In Greek, the words used to describe the condition of the burial cloths suggest that the linens were deflated or flattened, not pushed aside like a person does to their blanket and comforter when they wake-up in the morning. The Greek version of the text suggests that Our Lord passed through the linens. Our Lord's ability to pass through solid objects would be confirmed on Easter Sunday night when He would pass through the locked doors of the upper room.
We also read that the cloth that covered Our Lord's head was rolled up in a separate place, apart from the burial cloth. In Greek, the head covering's condition suggests that Our Lord's body was not stolen, because ointment-laden linens stuck to the head would have been difficult to remove and thieves would not have taken the time to care for the status of the facial cloth in this way. This head cloth, known as the sudarium, is kept in the Cathedral of San Salvador in Spain. As early as the fifth century, Nonnus of Panopolis wrote that the sudarium was always tied in a knot at the top when placed on the deceased. When a body carried for burial arrived at the tomb, the sudarium was removed and the shroud was used to cover the head. This knot would have given the sudarium a twisted or rolled-up appearance, just as St.
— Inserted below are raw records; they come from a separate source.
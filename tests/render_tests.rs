mod common;

use common::{name_and_phone, session_with};
use form_session::cli::render::{render_fields, render_view};
use insta::assert_snapshot;

fn submitted() -> form_session::session::FormSession {
    let (mut session, _) = session_with(name_and_phone());
    session.set_field_value("name", "Alice").unwrap();
    session.advance_step().unwrap();
    session.set_field_value("phone", "1234567890").unwrap();
    session.advance_step().unwrap();
    session
}

#[test]
fn display_mode_lists_submitted_values() {
    let session = submitted();
    assert_snapshot!(render_view(&session.view()), @r"
    *** Form submitted successfully! ***
    Submitted Data
      Full Name: Alice
      Phone:     1234567890
    [Edit]
    ");
}

#[test]
fn last_wizard_step_offers_submit() {
    let (mut session, _) = session_with(name_and_phone());
    session.set_field_value("name", "Alice").unwrap();
    session.advance_step().unwrap();
    session.set_field_value("phone", "555").unwrap();

    assert_snapshot!(render_view(&session.view()), @r"
    Step 2 of 2
    >> Phone (tel): 555
    [Submit]
    ");
}

#[test]
fn edit_mode_shows_errors_under_their_fields() {
    let mut session = submitted();
    session.begin_edit().unwrap();
    session.set_field_value("phone", "12").unwrap();
    session.save_edit().unwrap();

    let screen = render_view(&session.view());
    let lines: Vec<&str> = screen.lines().collect();
    let phone = lines
        .iter()
        .position(|line| line.trim_start().starts_with("Phone:"))
        .expect("phone row");
    assert_eq!(lines[phone + 1].trim(), "! Please enter a valid phone.");
    assert_eq!(lines.last().copied(), Some("[Save] [Cancel]"));
    assert!(!screen.contains("Please enter a valid full name."));
}

#[test]
fn field_listing_includes_input_kinds() {
    let (session, _) = session_with(name_and_phone());
    assert_snapshot!(render_fields(&session.view()), @r"
    1. name     Full Name [text]
    2. phone    Phone [tel]
    ");
}
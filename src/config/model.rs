use serde::{Deserialize, Serialize};

use crate::session::TransientTimings;

/// User-configurable CLI preferences and effect durations.
#[derive(Debug, Clone, PartialEq, Eq, Serialize, Deserialize)]
pub struct FormConfig {
    /// How long a success banner stays visible, in milliseconds.
    #[serde(default = "FormConfig::default_message_ttl_ms")]
    pub message_ttl_ms: u64,
    /// How long the rejected-field shake cue stays active, in milliseconds.
    #[serde(default = "FormConfig::default_shake_ttl_ms")]
    pub shake_ttl_ms: u64,
    #[serde(default = "FormConfig::default_ui_color_enabled")]
    pub ui_color_enabled: bool,
    #[serde(default)]
    pub quiet_mode: bool,
}

impl FormConfig {
    fn default_message_ttl_ms() -> u64 {
        TransientTimings::DEFAULT_MESSAGE_MS
    }

    fn default_shake_ttl_ms() -> u64 {
        TransientTimings::DEFAULT_SHAKE_MS
    }

    fn default_ui_color_enabled() -> bool {
        true
    }

    /// Effect durations to hand to a [`crate::session::FormSession`].
    pub fn timings(&self) -> TransientTimings {
        TransientTimings::from_millis(self.message_ttl_ms, self.shake_ttl_ms)
    }
}

impl Default for FormConfig {
    fn default() -> Self {
        Self {
            message_ttl_ms: Self::default_message_ttl_ms(),
            shake_ttl_ms: Self::default_shake_ttl_ms(),
            ui_color_enabled: Self::default_ui_color_enabled(),
            quiet_mode: false,
        }
    }
}

#[cfg(test)]
mod tests {
    use super::*;

    #[test]
    fn missing_keys_fall_back_to_defaults() {
        let cfg: FormConfig = serde_json::from_str(r#"{"quiet_mode": true}"#).unwrap();
        assert!(cfg.quiet_mode);
        assert_eq!(cfg.message_ttl_ms, 3000);
        assert_eq!(cfg.shake_ttl_ms, 500);
        assert!(cfg.ui_color_enabled);
    }
}
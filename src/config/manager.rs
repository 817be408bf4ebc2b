use std::{
    fs::{self, File},
    io::Write,
    path::{Path, PathBuf},
};

use crate::config::{ConfigError, FormConfig};
use crate::utils::paths;

const TMP_SUFFIX: &str = "tmp";

/// Handles persistence for [`FormConfig`].
#[derive(Debug, Clone)]
pub struct ConfigManager {
    config_path: PathBuf,
}

impl ConfigManager {
    pub fn new(config_path: PathBuf) -> Self {
        Self { config_path }
    }

    /// Resolves the config file under the application data directory.
    pub fn from_env() -> Result<Self, ConfigError> {
        Self::with_base_dir(paths::app_data_dir())
    }

    pub fn with_base_dir(base: PathBuf) -> Result<Self, ConfigError> {
        fs::create_dir_all(&base)?;
        Ok(Self::new(paths::config_file_in(&base)))
    }

    pub fn config_path(&self) -> &Path {
        &self.config_path
    }

    pub fn load(&self) -> Result<FormConfig, ConfigError> {
        if self.config_path.exists() {
            let data = fs::read_to_string(&self.config_path)?;
            serde_json::from_str(&data).map_err(|err| ConfigError::Serde(err.to_string()))
        } else {
            Ok(FormConfig::default())
        }
    }

    pub fn save(&self, config: &FormConfig) -> Result<(), ConfigError> {
        let json = serde_json::to_string_pretty(config)
            .map_err(|err| ConfigError::Serde(err.to_string()))?;
        let tmp = tmp_path(&self.config_path);
        write_atomic(&tmp, &json)?;
        fs::rename(&tmp, &self.config_path)?;
        tracing::debug!(path = %self.config_path.display(), "configuration saved");
        Ok(())
    }
}

fn tmp_path(path: &Path) -> PathBuf {
    let mut tmp = path.to_path_buf();
    let ext = match path.extension().and_then(|ext| ext.to_str()) {
        Some(existing) => format!("{}.{}", existing, TMP_SUFFIX),
        None => TMP_SUFFIX.to_string(),
    };
    tmp.set_extension(ext);
    tmp
}

fn write_atomic(path: &Path, data: &str) -> Result<(), ConfigError> {
    if let Some(parent) = path.parent() {
        fs::create_dir_all(parent)?;
    }
    let mut file = File::create(path)?;
    file.write_all(data.as_bytes())?;
    file.flush()?;
    Ok(())
}

#[cfg(test)]
mod tests {
    use super::*;

    #[test]
    fn tmp_path_appends_suffix_to_existing_extension() {
        let tmp = tmp_path(Path::new("/var/app/config.json"));
        assert_eq!(tmp, PathBuf::from("/var/app/config.json.tmp"));
    }
}
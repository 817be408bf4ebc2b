use std::env;
use std::process::Command;

const ENV_PREFIX: &str = "FORM_SESSION_BUILD";

fn main() {
    println!("cargo:rerun-if-changed=build.rs");
    println!("cargo:rerun-if-changed=.git/HEAD");
    println!("cargo:rerun-if-changed=.git/refs");

    let git_status = capture("git", &["status", "--porcelain"])
        .map(|out| if out.is_empty() { "clean" } else { "dirty" })
        .unwrap_or("unknown")
        .to_string();

    let entries = [
        (
            "HASH",
            capture("git", &["rev-parse", "--short", "HEAD"]).filter(|hash| !hash.is_empty()),
        ),
        ("STATUS", Some(git_status)),
        (
            "TIMESTAMP",
            Some(chrono::Utc::now().to_rfc3339_opts(chrono::SecondsFormat::Secs, true)),
        ),
        ("TARGET", env::var("TARGET").ok()),
        ("PROFILE", env::var("PROFILE").ok()),
        ("RUSTC", capture("rustc", &["--version"])),
    ];

    for (key, value) in entries {
        let value = value.unwrap_or_else(|| "unknown".to_string());
        println!("cargo:rustc-env={ENV_PREFIX}_{key}={value}");
    }
}

/// Runs a command and returns its trimmed stdout when it exits successfully.
fn capture(program: &str, args: &[&str]) -> Option<String> {
    let output = Command::new(program).args(args).output().ok()?;
    if !output.status.success() {
        return None;
    }
    String::from_utf8(output.stdout)
        .ok()
        .map(|s| s.trim().to_string())
}
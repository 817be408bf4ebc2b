use std::fmt;

/// Compile-time build metadata produced by `build.rs`.
#[derive(Debug, Clone, Copy)]
pub struct BuildMetadata {
    pub version: &'static str,
    pub git_hash: &'static str,
    pub git_status: &'static str,
    pub timestamp: &'static str,
    pub target: &'static str,
    pub profile: &'static str,
    pub rustc: &'static str,
}

/// Returns the statically-embedded build metadata.
pub fn current() -> BuildMetadata {
    BuildMetadata {
        version: env!("CARGO_PKG_VERSION"),
        git_hash: option_env!("FORM_SESSION_BUILD_HASH").unwrap_or("unknown"),
        git_status: option_env!("FORM_SESSION_BUILD_STATUS").unwrap_or("unknown"),
        timestamp: option_env!("FORM_SESSION_BUILD_TIMESTAMP").unwrap_or("unknown"),
        target: option_env!("FORM_SESSION_BUILD_TARGET").unwrap_or("unknown"),
        profile: option_env!("FORM_SESSION_BUILD_PROFILE").unwrap_or("unknown"),
        rustc: option_env!("FORM_SESSION_BUILD_RUSTC").unwrap_or("unknown"),
    }
}

impl fmt::Display for BuildMetadata {
    fn fmt(&self, f: &mut fmt::Formatter<'_>) -> fmt::Result {
        writeln!(f, "form_session {}", self.version)?;
        writeln!(f, "  commit:  {} ({})", self.git_hash, self.git_status)?;
        writeln!(f, "  built:   {}", self.timestamp)?;
        writeln!(f, "  target:  {} [{}]", self.target, self.profile)?;
        write!(f, "  rustc:   {}", self.rustc)
    }
}
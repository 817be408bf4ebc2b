use std::{
    borrow::Cow,
    io::{self, BufRead},
};

use rustyline::{
    completion::{Completer, Pair},
    error::ReadlineError,
    highlight::Highlighter,
    hint::Hinter,
    history::DefaultHistory,
    validate::{ValidationContext, ValidationResult, Validator},
    Cmd, Context as ReadlineContext, Editor, Helper, KeyEvent,
};
use shell_words::split;

use crate::cli::commands::{self, CliError, CommandError};
use crate::cli::context::{CliMode, LoopControl, ShellContext};
use crate::cli::output;

/// Environment variable that switches the shell to reading commands from stdin.
pub const SCRIPT_ENV: &str = "FORM_SESSION_CLI_SCRIPT";

pub fn run_cli() -> Result<(), CliError> {
    let mode = if std::env::var_os(SCRIPT_ENV).is_some() {
        CliMode::Script
    } else {
        CliMode::Interactive
    };

    let mut context = ShellContext::new(mode)?;
    context.render()?;

    match mode {
        CliMode::Interactive => run_interactive(&mut context),
        CliMode::Script => run_script(&mut context),
    }
}

fn run_interactive(context: &mut ShellContext) -> Result<(), CliError> {
    let mut editor = Editor::<CommandHelper, DefaultHistory>::new()?;
    let helper = CommandHelper::new(commands::names(), context.field_names());
    editor.set_helper(Some(helper));
    editor.bind_sequence(KeyEvent::from('?'), Cmd::Complete);

    loop {
        if !context.running {
            break;
        }
        let prompt = context.prompt();
        match editor.readline(&prompt) {
            Ok(line) => {
                let trimmed = line.trim();
                if trimmed.is_empty() {
                    continue;
                }
                editor.add_history_entry(trimmed).ok();

                match handle_line(context, trimmed) {
                    Ok(LoopControl::Continue) => {}
                    Ok(LoopControl::Exit) => break,
                    Err(err) => context.report_error(err),
                }
            }
            Err(ReadlineError::Interrupted) => {
                if context.confirm_exit()? {
                    break;
                }
            }
            Err(ReadlineError::Eof) => {
                output::info("Exiting form.");
                break;
            }
            Err(err) => return Err(err.into()),
        }
    }

    Ok(())
}

fn run_script(context: &mut ShellContext) -> Result<(), CliError> {
    let stdin = io::stdin();
    for line in stdin.lock().lines() {
        if !context.running {
            break;
        }
        let line = line?;
        let trimmed = line.trim();
        if trimmed.is_empty() || trimmed.starts_with('#') {
            continue;
        }
        match handle_line(context, trimmed) {
            Ok(LoopControl::Continue) => {}
            Ok(LoopControl::Exit) => break,
            Err(err) => context.report_error(err),
        }
    }
    Ok(())
}

fn handle_line(context: &mut ShellContext, line: &str) -> Result<LoopControl, CommandError> {
    let tokens = split(line).map_err(|err| CommandError::InvalidArguments(err.to_string()))?;
    let Some((raw, rest)) = tokens.split_first() else {
        return Ok(LoopControl::Continue);
    };

    let command = raw.to_lowercase();
    let args: Vec<&str> = rest.iter().map(String::as_str).collect();
    tracing::trace!(command = %command, args = args.len(), "dispatching shell command");

    match context.dispatch(&command, &args) {
        Ok(LoopControl::Exit) => {
            context.running = false;
            Ok(LoopControl::Exit)
        }
        other => other,
    }
}

struct CommandHelper {
    commands: Vec<String>,
    fields: Vec<String>,
}

impl CommandHelper {
    fn new(names: Vec<&'static str>, fields: Vec<String>) -> Self {
        let mut commands: Vec<String> = names.into_iter().map(str::to_string).collect();
        commands.sort();
        commands.dedup();
        Self { commands, fields }
    }
}

impl Helper for CommandHelper {}

impl Completer for CommandHelper {
    type Candidate = Pair;

    fn complete(
        &self,
        line: &str,
        pos: usize,
        _ctx: &ReadlineContext<'_>,
    ) -> rustyline::Result<(usize, Vec<Pair>)> {
        let prefix = &line[..pos];
        let start = prefix
            .rfind(char::is_whitespace)
            .map(|idx| idx + 1)
            .unwrap_or(0);
        let needle = prefix[start..].to_ascii_lowercase();
        let words: Vec<&str> = prefix[..start].split_whitespace().collect();

        let pool = match words.as_slice() {
            [] => &self.commands,
            [first] if first.eq_ignore_ascii_case("set") => &self.fields,
            _ => return Ok((start, Vec::new())),
        };

        let candidates = pool
            .iter()
            .filter(|name| name.starts_with(&needle))
            .map(|name| Pair {
                display: name.clone(),
                replacement: name.clone(),
            })
            .collect();
        Ok((start, candidates))
    }
}

impl Hinter for CommandHelper {
    type Hint = String;
}

impl Highlighter for CommandHelper {
    fn highlight<'l>(&self, line: &'l str, _pos: usize) -> Cow<'l, str> {
        Cow::Borrowed(line)
    }
}

impl Validator for CommandHelper {
    fn validate(&self, ctx: &mut ValidationContext) -> rustyline::Result<ValidationResult> {
        let _ = ctx;
        Ok(ValidationResult::Valid(None))
    }
}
John records.
The condition of the burial cloths and the cloth that covered Our Lord's head made a lasting impression on St. John. Their status suggests that the resurrection transcends all the laws of nature such that Our Lord passed right through the burial cloths — the shroud. Thus, the resurrection is not the same phenomenon as that which Lazarus experienced when he was raised from the dead.
Unlike the resurrected Christ, who would never die again, Lazarus would surely experience death a second time. Unlike the resurrected Christ who passed through the linen burial cloths, Lazarus would have to be unbound of his bandages.
The resurrection introduces us into an entirely new dimension of existence. A resurrected body is a glorified body, capable of passing through walls and doors; not subject to disease or death; a body that enjoys a certain glow and total perfection. In this single event of the resurrection, Christ's human body and human soul are reunited. And so, we believe that at the final judgment, cemeteries will be very busy places because every human body will be reconstituted in a glorified state and rejoined to the soul that once animated it to either enjoy the eternal bliss of heaven or the eternal fires of hell.
While we have evidence of an empty tomb and eye-witnesses, the resurrection is still a matter of faith for it reveals a level of existence well beyond ordinary human comprehension. The gift of faith is needed in order to penetrate this mystery. Its promise gives us renewed hope in eternal beatitude and life in the world to come. Let us entrust ourselves to the Resurrected One, who has conquered sin and death itself.